Beneath this line is the data. Output exactly the lines from the line with "pub trait Codec: Send" to the line with "value, including envelope.", both ends included, and nothing more.
[[ Data for review open ]]
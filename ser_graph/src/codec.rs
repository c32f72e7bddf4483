//! Per-type codecs.

use std::{
	any,
	cell::RefCell,
	marker::PhantomData,
	rc::Rc,
};

use crate::{
	object::{erase, shared},
	AnyRef, Deserializer, Error, Object, RefFlag, RefSlot, Result, Serialize, Serializer,
	TypeIdentifier,
};

/// Bytes in the smallest envelope: flag byte + numeric type id.
pub const ENVELOPE_SIZE: usize = 3;

/// Read/write unit for one concrete type's wire representation.
///
/// Codecs are registered in a [`Registry`] under a [`TypeIdentifier`], and are
/// found either from a type identifier read from the wire, or by asking each
/// registered codec whether it [`recognizes`] a runtime value.
///
/// Implementors provide the body encoding with [`write_inner`] and
/// [`read_inner`]. The provided [`write`] and [`read`] wrap the body in the
/// envelope: reference flag, then type identifier, then body. The envelope is
/// the same whether the codec is reached from a statically typed slot or from
/// a polymorphic one.
///
/// [`Registry`]: crate::Registry
/// [`recognizes`]: Codec::recognizes
/// [`write_inner`]: Codec::write_inner
/// [`read_inner`]: Codec::read_inner
/// [`write`]: Codec::write
/// [`read`]: Codec::read
pub trait Codec: Send + Sync + 'static {
	/// Identifier written on the wire for values of this codec's type.
	fn type_identifier(&self) -> &TypeIdentifier;

	/// Returns `true` if `value` is of the type this codec handles.
	fn recognizes(&self, value: &dyn Object) -> bool;

	/// Rust type of values this codec produces, if it handles exactly one.
	/// Used by statically typed slots to find their codec.
	fn rust_type(&self) -> Option<any::TypeId> {
		None
	}

	/// Whether values of this type are tracked for shared identity.
	/// Untracked values are always written with `NotNullValue`.
	fn needs_ref_tracking(&self) -> bool {
		false
	}

	/// Estimate of bytes needed for one value, including envelope.
	/// Only a hint for reserving buffer capacity.
	fn fixed_size(&self) -> usize {
		ENVELOPE_SIZE
	}

	/// Write value's body.
	fn write_inner(&self, value: &dyn Object, ser: &mut Serializer<'_>) -> Result<()>;

	/// Read value's body.
	///
	/// If `slot` is [`RefSlot::Pending`], and the value can contain references
	/// back to itself, implementation must call [`Deserializer::bind_ref`]
	/// before reading any nested value. Otherwise binding happens after this
	/// method returns.
	fn read_inner(&self, de: &mut Deserializer<'_, '_>, slot: RefSlot) -> Result<AnyRef>;

	/// Write value with envelope.
	fn write(&self, value: &AnyRef, ser: &mut Serializer<'_>) -> Result<()> {
		let flag = ser.write_ref_or_null(Some(value), self.needs_ref_tracking());
		if !flag.has_body() {
			return Ok(());
		}
		ser.write_type_identifier(self.type_identifier());
		ser.nested(|ser| self.write_inner(&**value, ser))
	}

	/// Read value with envelope, checking the type identifier on the wire is
	/// this codec's.
	fn read(&self, de: &mut Deserializer<'_, '_>) -> Result<Option<AnyRef>> {
		let flag = de.read_ref_flag()?;
		match flag {
			RefFlag::Null => Ok(None),
			RefFlag::Ref => de.read_back_reference().map(Some),
			RefFlag::RefValue | RefFlag::NotNullValue => {
				let found = de.read_type_identifier()?;
				if &found != self.type_identifier() {
					return Err(Error::type_mismatch(self.type_identifier(), found));
				}
				de.read_body(self, flag).map(Some)
			}
		}
	}
}

/// Codec for a value type `T`, which is never tracked for sharing.
///
/// Values are `T` itself behind an [`AnyRef`]. Used for built-in primitives,
/// strings and binary, and for user value types such as enums.
pub struct ValueCodec<T> {
	type_identifier: TypeIdentifier,
	_marker: PhantomData<fn() -> T>,
}

impl<T: Serialize + 'static> ValueCodec<T> {
	pub fn new(type_identifier: TypeIdentifier) -> Self {
		Self {
			type_identifier,
			_marker: PhantomData,
		}
	}
}

impl<T: Serialize + 'static> Codec for ValueCodec<T> {
	#[inline]
	fn type_identifier(&self) -> &TypeIdentifier {
		&self.type_identifier
	}

	#[inline]
	fn recognizes(&self, value: &dyn Object) -> bool {
		value.as_any().is::<T>()
	}

	fn rust_type(&self) -> Option<any::TypeId> {
		Some(any::TypeId::of::<T>())
	}

	fn fixed_size(&self) -> usize {
		ENVELOPE_SIZE + T::RESERVED_SPACE
	}

	fn write_inner(&self, value: &dyn Object, ser: &mut Serializer<'_>) -> Result<()> {
		match value.as_any().downcast_ref::<T>() {
			Some(value) => value.serialize(ser),
			None => Err(Error::type_mismatch(any::type_name::<T>(), value.type_name())),
		}
	}

	fn read_inner(&self, de: &mut Deserializer<'_, '_>, _slot: RefSlot) -> Result<AnyRef> {
		Ok(Rc::new(T::deserialize(de)?))
	}
}

/// Codec for a reference-tracked [`Shared<T>`].
///
/// On read, an empty `T::default()` is bound to the value's reference id
/// before the fields are read, so fields can refer back to the value itself.
/// The fields then replace the empty value in place, keeping identity.
///
/// [`Shared<T>`]: crate::Shared
pub struct SharedCodec<T> {
	type_identifier: TypeIdentifier,
	_marker: PhantomData<fn() -> T>,
}

impl<T: Serialize + Default + 'static> SharedCodec<T> {
	pub fn new(type_identifier: TypeIdentifier) -> Self {
		Self {
			type_identifier,
			_marker: PhantomData,
		}
	}
}

impl<T: Serialize + Default + 'static> Codec for SharedCodec<T> {
	#[inline]
	fn type_identifier(&self) -> &TypeIdentifier {
		&self.type_identifier
	}

	#[inline]
	fn recognizes(&self, value: &dyn Object) -> bool {
		value.as_any().is::<RefCell<T>>()
	}

	fn rust_type(&self) -> Option<any::TypeId> {
		Some(any::TypeId::of::<RefCell<T>>())
	}

	fn needs_ref_tracking(&self) -> bool {
		true
	}

	fn fixed_size(&self) -> usize {
		ENVELOPE_SIZE + T::RESERVED_SPACE
	}

	fn write_inner(&self, value: &dyn Object, ser: &mut Serializer<'_>) -> Result<()> {
		let cell = match value.as_any().downcast_ref::<RefCell<T>>() {
			Some(cell) => cell,
			None => {
				return Err(Error::type_mismatch(
					any::type_name::<RefCell<T>>(),
					value.type_name(),
				))
			}
		};
		let value = cell.try_borrow().map_err(|_| Error::ValueBorrowed {
			type_name: any::type_name::<T>(),
		})?;
		value.serialize(ser)
	}

	fn read_inner(&self, de: &mut Deserializer<'_, '_>, slot: RefSlot) -> Result<AnyRef> {
		let shell = shared(T::default());
		de.bind_ref(slot, &erase(&shell))?;

		// No borrow of `shell` is held while fields are read, so nested values
		// referring back to it only clone the `Rc`
		let value = T::deserialize(de)?;
		*shell.borrow_mut() = value;
		Ok(shell)
	}
}

use crate::{
	meta_string::MetaStringReader,
	refs::{RefReader, RefSlot},
	storage::Reader,
	types::TypeId,
	AnyCodec, AnyRef, Codec, Config, Error, RefFlag, Registry, Result, Serialize, TypeIdentifier,
};

/// Read context for one top-level deserialization call.
///
/// Holds the input cursor, the reference table of values materialized so far,
/// and the meta string dictionary.
pub struct Deserializer<'g, 'b> {
	reader: Reader<'b>,
	refs: RefReader,
	meta_strings: MetaStringReader,
	registry: &'g Registry,
	config: &'g Config,
	depth: usize,
}

impl<'g, 'b> Deserializer<'g, 'b> {
	pub fn new(registry: &'g Registry, config: &'g Config, bytes: &'b [u8]) -> Self {
		Self {
			reader: Reader::new(bytes),
			refs: RefReader::new(),
			meta_strings: MetaStringReader::new(),
			registry,
			config,
			depth: 0,
		}
	}

	#[inline]
	pub fn registry(&self) -> &'g Registry {
		self.registry
	}

	#[inline]
	pub fn config(&self) -> &'g Config {
		self.config
	}

	/// Get input cursor, for reading bodies.
	#[inline]
	pub fn reader(&mut self) -> &mut Reader<'b> {
		&mut self.reader
	}

	/// Deserialize a polymorphic value.
	///
	/// Bytes after the value are not consumed, and are not an error.
	pub fn deserialize_any(&mut self) -> Result<Option<AnyRef>> {
		AnyCodec::read(self)
	}

	/// Deserialize a value of statically known type.
	pub fn deserialize_value<T: Serialize>(&mut self) -> Result<T> {
		T::deserialize(self)
	}

	/// Read a reference flag.
	#[inline]
	pub fn read_ref_flag(&mut self) -> Result<RefFlag> {
		self.refs.read_ref_flag(&mut self.reader)
	}

	/// Read id following a `Ref` flag, and get the value bound to it.
	pub fn read_back_reference(&mut self) -> Result<AnyRef> {
		let id = self.reader.read_var_u32()?;
		self.refs.get_read_object(id)
	}

	/// Read a type identifier written by [`Serializer::write_type_identifier`].
	///
	/// [`Serializer::write_type_identifier`]: crate::Serializer::write_type_identifier
	pub fn read_type_identifier(&mut self) -> Result<TypeIdentifier> {
		let id = self.reader.read_i16()?;
		if TypeId::is_named(id) {
			let namespace = self.meta_strings.read_namespace(&mut self.reader)?;
			let type_name = self.meta_strings.read_type_name(&mut self.reader)?;
			Ok(TypeIdentifier::Named {
				namespace,
				type_name,
			})
		} else {
			Ok(TypeIdentifier::Id(id))
		}
	}

	/// Bind `value` to the reference id reserved for it, if any.
	///
	/// Called by codecs for values which may contain references back to
	/// themselves, before reading their contents. Binding an already-bound
	/// slot to the same value is a no-op. Binding an id which was never
	/// reserved, or is bound to another value, is `InvalidBackReference`.
	#[inline]
	pub fn bind_ref(&mut self, slot: RefSlot, value: &AnyRef) -> Result<()> {
		match slot {
			RefSlot::Pending(id) => self.refs.register_read_object(id, value.clone()),
			RefSlot::Untracked => Ok(()),
		}
	}

	/// Read body of a value whose flag and type identifier have been read.
	///
	/// For `RefValue`, reserves the next reference id before reading, and binds
	/// the result to it after, unless the codec bound it earlier.
	pub(crate) fn read_body<C: Codec + ?Sized>(
		&mut self,
		codec: &C,
		flag: RefFlag,
	) -> Result<AnyRef> {
		self.nested(|de| {
			if flag != RefFlag::RefValue {
				return codec.read_inner(de, RefSlot::Untracked);
			}

			let id = de.refs.reserve_read_id();
			let value = codec.read_inner(de, RefSlot::Pending(id))?;
			if !de.refs.is_bound(id) {
				de.refs.register_read_object(id, value.clone())?;
			}
			Ok(value)
		})
	}

	/// Run `f` one nesting level deeper, failing if depth limit is exceeded.
	///
	/// Codec envelopes are nested automatically. `Serialize` impls for
	/// recursive containers (`Box`, `Vec`) also nest, so a type recursing
	/// without a codec is bounded by the same limit.
	pub fn nested<T>(&mut self, f: impl FnOnce(&mut Self) -> Result<T>) -> Result<T> {
		let max_depth = self.config.get_max_depth();
		if self.depth >= max_depth {
			return Err(Error::DepthLimitExceeded { max_depth });
		}
		self.depth += 1;
		let out = f(self);
		self.depth -= 1;
		out
	}
}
[[ Data for review closed ]]
Response below:
pub trait Codec: Send + Sync + 'static {
	/// Identifier written on the wire for values of this codec's type.
	fn type_identifier(&self) -> &TypeIdentifier;

	/// Returns `true` if `value` is of the type this codec handles.
	fn recognizes(&self, value: &dyn Object) -> bool;

	/// Rust type of values this codec produces, if it handles exactly one.
	/// Used by statically typed slots to find their codec.
	fn rust_type(&self) -> Option<any::TypeId> {
		None
	}

	/// Whether values of this type are tracked for shared identity.
	/// Untracked values are always written with `NotNullValue`.
	fn needs_ref_tracking(&self) -> bool {
		false
	}

	/// Estimate of bytes needed for one value, including envelope.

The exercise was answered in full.